### Task goal
Return exactly and only these lines: the first of the listing through the one containing "down when dropped.".

───── Supplied data

//! In-process fake of the audit trail service.
//!
//! Serves the ingestion and query endpoints over real HTTP on an ephemeral
//! port, with in-memory storage, API-key checking and a schema check that
//! answers in the service's error envelope.

#![allow(dead_code)]

use std::collections::HashMap;
use std::hash::{DefaultHasher, Hash, Hasher};
use std::net::SocketAddr;
use std::sync::{Arc, Mutex};
use std::time::Duration;

use axum::extract::{Path, Query, State};
use axum::http::{HeaderMap, StatusCode};
use axum::response::{IntoResponse, Response};
use axum::routing::{get, post};
use axum::{Json, Router};
use chrono::Utc;
use serde_json::{Value, json};
use tokio::net::TcpListener;
use tokio::task::JoinHandle;

/// API key the fake service accepts by default.
pub const TEST_API_KEY: &str = "integration-key";

/// Longest `metadata.source` the fake service accepts.
pub const MAX_SOURCE_LEN: usize = 64;

const REQUIRED_FIELDS: [(&str, &str); 7] = [
    ("actor", "id"),
    ("actor", "type"),
    ("action", "type"),
    ("resource", "id"),
    ("resource", "type"),
    ("metadata", "source"),
    ("metadata", "tenantId"),
];

#[derive(Default)]
struct ServiceState {
    api_key: Option<String>,
    delay: Duration,
    events: Mutex<Vec<Value>>,
    seen_headers: Mutex<Vec<HeaderMap>>,
}

/// A running fake service. Shuts down when dropped.
pub struct FakeService {
    /// Bound address.
    pub addr: SocketAddr,
    state: Arc<ServiceState>,
    task: JoinHandle<()>,
}

impl FakeService {
    /// Start with the default API key and no artificial latency.
    pub async fn start() -> Self {
        Self::start_with(Some(TEST_API_KEY), Duration::ZERO).await
    }

    /// Start with an optional required API key and a per-request delay.
    pub async fn start_with(api_key: Option<&str>, delay: Duration) -> Self {
        let state = Arc::new(ServiceState {
            api_key: api_key.map(str::to_string),
            delay,
            ..ServiceState::default()
        });

        let listener = TcpListener::bind("127.0.0.1:0")
            .await
            .expect("failed to bind fake service");
        let addr = listener.local_addr().expect("listener has an address");
        let app = router(Arc::clone(&state));
        let task = tokio::spawn(async move {
            axum::serve(listener, app).await.expect("fake service crashed");
        });

        Self { addr, state, task }
    }

    /// Base URL for clients.
    pub fn url(&self) -> String {
        format!("http://{}", self.addr)
    }

    /// Number of events stored so far.
    pub fn stored_count(&self) -> usize {
        self.state.events.lock().expect("lock poisoned").len()
    }

    /// Headers of the most recent request.
    pub fn last_headers(&self) -> Option<HeaderMap> {
        self.state
            .seen_headers
            .lock()
            .expect("lock poisoned")
            .last()
            .cloned()
    }

    /// Number of requests received, including rejected ones.
    pub fn request_count(&self) -> usize {
        self.state.seen_headers.lock().expect("lock poisoned").len()
    }
}

impl Drop for FakeService {
    fn drop(&mut self) {
        self.task.abort();
    }
}

/// An unused local address: bound, then released.
pub fn refused_url() -> String {
    let listener = std::net::TcpListener::bind("127.0.0.1:0").expect("bind");
    let addr = listener.local_addr().expect("local addr");
    drop(listener);
    format!("http://{addr}")
}

fn router(state: Arc<ServiceState>) -> Router {
    Router::new()
        .route("/api/v1/events", post(create_event).get(search_events))
        .route("/api/v1/events/batch", post(create_batch))
        .route("/api/v1/events/{id}", get(get_event))
        .route("/api/v1/search", post(search_filtered))
        .with_state(state)
}

fn error_envelope(status: StatusCode, message: &str, path: &str, violations: &[String]) -> Response {
    let body = json!({
        "timestamp": Utc::now().to_rfc3339(),
        "status": status.as_u16(),
        "error": status.canonical_reason().unwrap_or("Error"),
        "message": message,
        "path": path,
        "violations": violations,
    });
    (status, Json(body)).into_response()
}

/// Record the request and enforce the API key.
async fn admit(state: &ServiceState, headers: HeaderMap, path: &str) -> Result<(), Response> {
    if !state.delay.is_zero() {
        tokio::time::sleep(state.delay).await;
    }

    let presented = headers
        .get("x-api-key")
        .and_then(|v| v.to_str().ok())
        .map(str::to_string);
    state
        .seen_headers
        .lock()
        .expect("lock poisoned")
        .push(headers);

    match (&state.api_key, presented) {
        (Some(expected), Some(key)) if *expected == key => Ok(()),
        (Some(_), _) => Err(error_envelope(
            StatusCode::UNAUTHORIZED,
            "Invalid or missing API key",
            path,
            &[],
        )),
        (None, _) => Ok(()),
    }
}

fn violations_of(event: &Value) -> Vec<String> {
    let mut violations: Vec<String> = REQUIRED_FIELDS
        .iter()
        .filter(|(part, field)| {
            event
                .get(part)
                .and_then(|p| p.get(field))
                .and_then(Value::as_str)
                .is_none_or(|s| s.trim().is_empty())
        })
        .map(|(part, field)| format!("{part}.{field}: must not be blank"))
        .collect();

    let source_len = event
        .pointer("/metadata/source")
        .and_then(Value::as_str)
        .map_or(0, |s| s.chars().count());
    if source_len > MAX_SOURCE_LEN {
        violations.push(format!(
            "metadata.source: size must be between 1 and {MAX_SOURCE_LEN}"
        ));
    }

    violations
}

fn store(state: &ServiceState, mut event: Value) -> Value {
    let mut events = state.events.lock().expect("lock poisoned");
    let tenant = event.pointer("/metadata/tenantId").cloned();
    let previous_hash = events
        .iter()
        .rev()
        .find(|e| e.pointer("/metadata/tenantId") == tenant.as_ref())
        .and_then(|e| e.get("hash").and_then(Value::as_str))
        .unwrap_or("GENESIS")
        .to_string();

    let mut hasher = DefaultHasher::new();
    previous_hash.hash(&mut hasher);
    event.to_string().hash(&mut hasher);
    let hash = format!("{:016x}", hasher.finish());

    let id = format!("evt-{:06}", events.len().saturating_add(1));
    let timestamp = Utc::now().to_rfc3339();

    if let Some(map) = event.as_object_mut() {
        map.insert("id".into(), json!(id));
        map.insert("timestamp".into(), json!(timestamp));
        map.insert("hash".into(), json!(hash));
        map.insert("previousHash".into(), json!(previous_hash));
        map.insert("status".into(), json!("STORED"));
    }
    events.push(event);

    json!({"id": id, "timestamp": timestamp, "hash": hash, "status": "STORED"})
}

async fn create_event(
    State(state): State<Arc<ServiceState>>,
    headers: HeaderMap,
    Json(event): Json<Value>,
) -> Response {
    let path = "/api/v1/events";
    if let Err(rejection) = admit(&state, headers, path).await {
        return rejection;
    }

    let violations = violations_of(&event);
    if !violations.is_empty() {
        return error_envelope(StatusCode::BAD_REQUEST, "Validation failed", path, &violations);
    }

    (StatusCode::CREATED, Json(store(&state, event))).into_response()
}

async fn create_batch(
    State(state): State<Arc<ServiceState>>,
    headers: HeaderMap,
    Json(body): Json<Value>,
) -> Response {
    let path = "/api/v1/events/batch";
    if let Err(rejection) = admit(&state, headers, path).await {
        return rejection;
    }

    let Some(items) = body.get("events").and_then(Value::as_array) else {
        return error_envelope(
            StatusCode::BAD_REQUEST,
            "Validation failed",
            path,
            &["events: must not be null".to_string()],
        );
    };

    let mut stored = Vec::new();
    let mut errors = Vec::new();
    for (index, item) in items.iter().enumerate() {
        let violations = violations_of(item);
        if violations.is_empty() {
            stored.push(store(&state, item.clone()));
        } else {
            errors.push(json!({
                "index": index,
                "message": "Validation failed",
                "violations": violations,
            }));
        }
    }

    // Reported newest-first to check that clients order by index.
    errors.reverse();

    let body = json!({
        "total": items.len(),
        "succeeded": stored.len(),
        "failed": errors.len(),
        "events": stored,
        "errors": errors,
    });
    (StatusCode::CREATED, Json(body)).into_response()
}

async fn get_event(
    State(state): State<Arc<ServiceState>>,
    headers: HeaderMap,
    Path(id): Path<String>,
) -> Response {
    let path = format!("/api/v1/events/{id}");
    if let Err(rejection) = admit(&state, headers, &path).await {
        return rejection;
    }

    let found = state
        .events
        .lock()
        .expect("lock poisoned")
        .iter()
        .find(|e| e.get("id").and_then(Value::as_str) == Some(id.as_str()))
        .cloned();
    match found {
        Some(event) => (StatusCode::OK, Json(event)).into_response(),
        None => error_envelope(
            StatusCode::NOT_FOUND,
            &format!("Event not found: {id}"),
            &path,
            &[],
        ),
    }
}

/// Largest page the filtered search serves; bigger requests are clamped.
const MAX_SEARCH_SIZE: usize = 100;

const DEFAULT_SEARCH_SIZE: usize = 20;

fn matches(event: &Value, pointer: &str, wanted: Option<&str>) -> bool {
    wanted.is_none_or(|w| event.pointer(pointer).and_then(Value::as_str) == Some(w))
}

fn blank_tenant(path: &str) -> Response {
    error_envelope(
        StatusCode::BAD_REQUEST,
        "Validation failed",
        path,
        &["tenantId: must not be blank".to_string()],
    )
}

/// One page of stored events matching every `(pointer, value)` filter and
/// the free text, in the service's paged envelope.
fn paged(
    state: &ServiceState,
    filters: &[(&str, Option<&str>)],
    text: Option<&str>,
    page: usize,
    size: usize,
    project: fn(&Value) -> Value,
) -> Response {
    let text = text.map(str::to_lowercase);
    let hits: Vec<Value> = state
        .events
        .lock()
        .expect("lock poisoned")
        .iter()
        .filter(|e| filters.iter().all(|(pointer, wanted)| matches(e, pointer, *wanted)))
        .filter(|e| {
            text.as_ref()
                .is_none_or(|t| e.to_string().to_lowercase().contains(t.as_str()))
        })
        .map(project)
        .collect();

    let total = hits.len();
    let items: Vec<Value> = hits
        .into_iter()
        .skip(page.saturating_mul(size))
        .take(size)
        .collect();

    let body = json!({
        "items": items,
        "totalCount": total,
        "page": page,
        "size": size,
        "totalPages": total.div_ceil(size),
    });
    (StatusCode::OK, Json(body)).into_response()
}

/// Shape of a hit from the filtered search: no chain or status fields.
fn search_hit(event: &Value) -> Value {
    let field = |key: &str| event.get(key).cloned().unwrap_or(Value::Null);
    json!({
        "id": field("id"),
        "timestamp": field("timestamp"),
        "actor": field("actor"),
        "action": field("action"),
        "resource": field("resource"),
        "metadata": field("metadata"),
        "hash": field("hash"),
    })
}

/// `GET /api/v1/events` binds tenant, actor id, time window and free text
/// only. Other query parameters are ignored.
async fn search_events(
    State(state): State<Arc<ServiceState>>,
    headers: HeaderMap,
    Query(params): Query<HashMap<String, String>>,
) -> Response {
    let path = "/api/v1/events";
    if let Err(rejection) = admit(&state, headers, path).await {
        return rejection;
    }

    let Some(tenant) = params.get("tenantId").filter(|t| !t.is_empty()) else {
        return blank_tenant(path);
    };
    let page: usize = params.get("page").and_then(|p| p.parse().ok()).unwrap_or(0);
    let size: usize = params
        .get("size")
        .and_then(|s| s.parse().ok())
        .filter(|s| *s > 0)
        .unwrap_or(DEFAULT_SEARCH_SIZE);

    let filters = [
        ("/metadata/tenantId", Some(tenant.as_str())),
        ("/actor/id", params.get("actorId").map(String::as_str)),
    ];
    paged(
        &state,
        &filters,
        params.get("query").map(String::as_str),
        page,
        size,
        Value::clone,
    )
}

/// `POST /api/v1/search` with a JSON search request. A size of zero or less
/// falls back to the default; larger than the cap is clamped.
async fn search_filtered(
    State(state): State<Arc<ServiceState>>,
    headers: HeaderMap,
    Json(request): Json<Value>,
) -> Response {
    let path = "/api/v1/search";
    if let Err(rejection) = admit(&state, headers, path).await {
        return rejection;
    }

    let field = |key: &str| request.get(key).and_then(Value::as_str);
    let Some(tenant) = field("tenantId").filter(|t| !t.is_empty()) else {
        return blank_tenant(path);
    };
    let page = request
        .get("page")
        .and_then(Value::as_u64)
        .and_then(|p| usize::try_from(p).ok())
        .unwrap_or(0);
    let size = match request.get("size").and_then(Value::as_i64) {
        Some(s) if s > 0 => usize::try_from(s).map_or(MAX_SEARCH_SIZE, |s| s.min(MAX_SEARCH_SIZE)),
        _ => DEFAULT_SEARCH_SIZE,
    };

    let filters = [
        ("/metadata/tenantId", Some(tenant)),
        ("/actor/id", field("actorId")),
        ("/actor/type", field("actorType")),
        ("/action/type", field("actionType")),
        ("/resource/id", field("resourceId")),
        ("/resource/type", field("resourceType")),
    ];
    paged(&state, &filters, field("query"), page, size, search_hit)
}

──────────

### Task solution
//! In-process fake of the audit trail service.
//!
//! Serves the ingestion and query endpoints over real HTTP on an ephemeral
//! port, with in-memory storage, API-key checking and a schema check that
//! answers in the service's error envelope.

#![allow(dead_code)]

use std::collections::HashMap;
use std::hash::{DefaultHasher, Hash, Hasher};
use std::net::SocketAddr;
use std::sync::{Arc, Mutex};
use std::time::Duration;

use axum::extract::{Path, Query, State};
use axum::http::{HeaderMap, StatusCode};
use axum::response::{IntoResponse, Response};
use axum::routing::{get, post};
use axum::{Json, Router};
use chrono::Utc;
use serde_json::{Value, json};
use tokio::net::TcpListener;
use tokio::task::JoinHandle;

/// API key the fake service accepts by default.
pub const TEST_API_KEY: &str = "integration-key";

/// Longest `metadata.source` the fake service accepts.
pub const MAX_SOURCE_LEN: usize = 64;

const REQUIRED_FIELDS: [(&str, &str); 7] = [
    ("actor", "id"),
    ("actor", "type"),
    ("action", "type"),
    ("resource", "id"),
    ("resource", "type"),
    ("metadata", "source"),
    ("metadata", "tenantId"),
];

#[derive(Default)]
struct ServiceState {
    api_key: Option<String>,
    delay: Duration,
    events: Mutex<Vec<Value>>,
    seen_headers: Mutex<Vec<HeaderMap>>,
}

/// A running fake service. Shuts down when dropped.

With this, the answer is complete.